Drake would like more service providers to understand, “you can’t look at my HIV disease without understanding my life history and current context. You can’t treat my HIV without also understanding what pressures I live under, what impacts my ability to stay in care, and what is most important for me that helps me stay alive. I’m very clear that if I had to choose between testosterone and my HIV meds I would choose testosterone every time.”
That’s because Drake credits his gender transition with keeping him alive. “The whole reason I began to get well 14 years ago, after years of living with AIDS and having a T-cell count of 33, is because I finally started to like who I was and I finally wanted to live.”
Although his T-cells have long since rebounded, Drake says, “When people say we shouldn’t use the word AIDS anymore, that we’re all just HIV-positive, it invisiblizes so much of the resilience and the honoring of where I’ve come from. AIDS isn’t a place of shame or a historical artifact for me, it’s a symbol of my defiance and my resilience.”
A Buddhist co-founder of Transforming Hearts Collective, Drake also believes becoming a Buddhist and yoga practitioner played a significant role in his recovery. “I wouldn’t be alive today if I hadn’t found a spiritual practice that taught me how to come home to my body in loving ways, that supported me in navigating discomfort, and that helped me to center compassion for myself and for others at the core of who I am.”
His experiences living with the disease for over two decades, Drake says are “definitely woven into the work that I do to support movement building around anti-oppression and anti-racism…. It particularly informs the work I do with queer and trans folks, drawing on the skills that my spiritual practices have taught me around self-care and communal care as being keys to our collective survival.”
Drake writes on these subjects in the anthology, Yoga and Body Image and at the blog RootsGrowTheTree.com.

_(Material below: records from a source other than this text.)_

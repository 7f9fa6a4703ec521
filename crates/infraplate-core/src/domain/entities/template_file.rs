use serde::Serialize;
use std::fmt;
use std::path::PathBuf;

use crate::domain::{entities::common::RelativePath, error::DomainError};

/// Output format, detected from the file extension.
#[derive(Debug, Clone, Copy, PartialEq, Eq, Hash, Serialize)]
#[serde(rename_all = "lowercase")]
pub enum TemplateFormat {
    Terraform,
    Yaml,
    Json,
}

impl TemplateFormat {
    /// Extensions picked up by discovery.
    pub const EXTENSIONS: &'static [&'static str] = &["tf", "yaml", "yml", "json"];

    pub fn from_extension(ext: &str) -> Option<Self> {
        match ext.to_ascii_lowercase().as_str() {
            "tf" => Some(Self::Terraform),
            "yaml" | "yml" => Some(Self::Yaml),
            "json" => Some(Self::Json),
            _ => None,
        }
    }

    pub const fn as_str(&self) -> &'static str {
        match self {
            Self::Terraform => "terraform",
            Self::Yaml => "yaml",
            Self::Json => "json",
        }
    }
}

impl fmt::Display for TemplateFormat {
    fn fmt(&self, f: &mut fmt::Formatter<'_>) -> fmt::Result {
        f.write_str(self.as_str())
    }
}

/// A discovered template. Read-only after discovery.
#[derive(Debug, Clone, PartialEq, Eq)]
pub struct TemplateFile {
    pub absolute_path: PathBuf,
    pub relative_path: RelativePath,
    pub format: TemplateFormat,
}

impl TemplateFile {
    /// Build from a path relative to the template root, detecting the format.
    pub fn new(
        absolute_path: impl Into<PathBuf>,
        relative_path: RelativePath,
    ) -> Result<Self, DomainError> {
        let format = relative_path
            .extension()
            .as_deref()
            .and_then(TemplateFormat::from_extension)
            .ok_or_else(|| DomainError::UnsupportedFormat {
                path: relative_path.to_string(),
            })?;
        Ok(Self {
            absolute_path: absolute_path.into(),
            relative_path,
            format,
        })
    }
}

/// A rendered template awaiting validation and writing.
#[derive(Debug, Clone, PartialEq, Eq)]
pub struct ProcessedFile {
    pub relative_path: RelativePath,
    pub format: TemplateFormat,
    pub content: String,
}

#[cfg(test)]
mod tests {
    use super::*;

    #[test]
    fn detects_formats_from_extension() {
        let cases = [
            ("main.tf", TemplateFormat::Terraform),
            ("k8s/deploy.yaml", TemplateFormat::Yaml),
            ("k8s/svc.YML", TemplateFormat::Yaml),
            ("policy.json", TemplateFormat::Json),
        ];
        for (path, expected) in cases {
            let rel = RelativePath::try_new(path).unwrap();
            let file = TemplateFile::new(format!("/t/{path}"), rel).unwrap();
            assert_eq!(file.format, expected, "{path}");
        }
    }

    #[test]
    fn unknown_extensions_are_rejected() {
        let rel = RelativePath::try_new("README.md").unwrap();
        assert!(TemplateFile::new("/t/README.md", rel).is_err());
    }
}
//! Custom variables files (JSON or YAML).

use std::{fs, path::Path};

use tracing::{debug, instrument};

use infraplate_core::{
    application::{ConfigError, ports::VariablesLoader},
    domain::Value,
};

/// Document formats accepted for variables files and data snapshots.
#[derive(Debug, Clone, Copy, PartialEq, Eq)]
pub(crate) enum DataFormat {
    Json,
    Yaml,
}

impl DataFormat {
    pub(crate) const EXTENSIONS: [&'static str; 3] = ["json", "yaml", "yml"];

    pub(crate) fn from_path(path: &Path) -> Option<Self> {
        let ext = path.extension()?.to_str()?.to_ascii_lowercase();
        match ext.as_str() {
            "json" => Some(Self::Json),
            "yaml" | "yml" => Some(Self::Yaml),
            _ => None,
        }
    }

    /// Parse `text`, returning the message and 1-based line on failure.
    pub(crate) fn parse(self, text: &str) -> Result<Value, (String, Option<usize>)> {
        match self {
            Self::Json => serde_json::from_str(text).map_err(|e| (e.to_string(), Some(e.line()))),
            Self::Yaml => serde_yaml::from_str(text)
                .map_err(|e| (e.to_string(), e.location().map(|l| l.line()))),
        }
    }
}

/// Loads variables files from disk, picking the parser by extension.
#[derive(Debug, Clone, Copy, Default)]
pub struct FileVariablesLoader;

impl FileVariablesLoader {
    pub fn new() -> Self {
        Self
    }
}

impl VariablesLoader for FileVariablesLoader {
    #[instrument(skip(self), fields(path = %path.display()))]
    fn load(&self, path: &Path) -> Result<Value, ConfigError> {
        let format = DataFormat::from_path(path).ok_or_else(|| ConfigError::UnsupportedFormat {
            path: path.to_path_buf(),
        })?;

        let text = fs::read_to_string(path).map_err(|e| ConfigError::Read {
            path: path.to_path_buf(),
            reason: e.to_string(),
        })?;

        // An empty YAML file is null; treat it as no variables.
        if format == DataFormat::Yaml && text.trim().is_empty() {
            return Ok(Value::Object(Default::default()));
        }

        let value = format.parse(&text).map_err(|(reason, line)| ConfigError::Parse {
            path: path.to_path_buf(),
            reason,
            line,
        })?;

        match value {
            Value::Object(ref map) => {
                debug!(keys = map.len(), "variables file loaded");
                Ok(value)
            }
            other => Err(ConfigError::NotAnObject {
                path: path.to_path_buf(),
                found: other.type_name(),
            }),
        }
    }
}

#[cfg(test)]
mod tests {
    use super::*;
    use serde_json::json;
    use tempfile::TempDir;

    fn write(dir: &TempDir, name: &str, content: &str) -> std::path::PathBuf {
        let path = dir.path().join(name);
        fs::write(&path, content).unwrap();
        path
    }

    #[test]
    fn loads_yaml_and_json() {
        let dir = TempDir::new().unwrap();
        let yaml = write(&dir, "vars.yml", "environment: prod\nreplicas: 3\n");
        let json = write(&dir, "vars.json", r#"{"environment": "prod", "replicas": 3}"#);

        let expected = Value::from(json!({"environment": "prod", "replicas": 3}));
        assert_eq!(FileVariablesLoader.load(&yaml).unwrap(), expected);
        assert_eq!(FileVariablesLoader.load(&json).unwrap(), expected);
    }

    #[test]
    fn empty_yaml_is_an_empty_object() {
        let dir = TempDir::new().unwrap();
        let path = write(&dir, "vars.yaml", "\n");
        assert_eq!(
            FileVariablesLoader.load(&path).unwrap(),
            Value::Object(Default::default())
        );
    }

    #[test]
    fn malformed_files_report_the_line() {
        let dir = TempDir::new().unwrap();
        let path = write(&dir, "vars.json", "{\n  \"a\": 1,\n  oops\n}");
        let err = FileVariablesLoader.load(&path).unwrap_err();
        assert!(matches!(err, ConfigError::Parse { line: Some(3), .. }), "{err:?}");
    }

    #[test]
    fn root_must_be_an_object() {
        let dir = TempDir::new().unwrap();
        let path = write(&dir, "vars.yaml", "- a\n- b\n");
        let err = FileVariablesLoader.load(&path).unwrap_err();
        assert!(matches!(err, ConfigError::NotAnObject { found: "array", .. }));
    }

    #[test]
    fn unknown_extension_and_missing_file() {
        let dir = TempDir::new().unwrap();
        let toml = write(&dir, "vars.toml", "a = 1");
        assert!(matches!(
            FileVariablesLoader.load(&toml),
            Err(ConfigError::UnsupportedFormat { .. })
        ));
        assert!(matches!(
            FileVariablesLoader.load(&dir.path().join("missing.yaml")),
            Err(ConfigError::Read { .. })
        ));
    }
}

He serves on the board of Phallacies, which employs innovative educational theater in leadership development, health education, and violence prevention for men. Drake’s also on the faculty and board of Off the Mat, Into the World, an organization that sees yoga as a tool for change. “It’s a practice that helps a person cultivate self-awareness and learn to move through discomfort and pain. And in the face of injustice, it can sustain us in our efforts for personal, cultural, and global transformation.”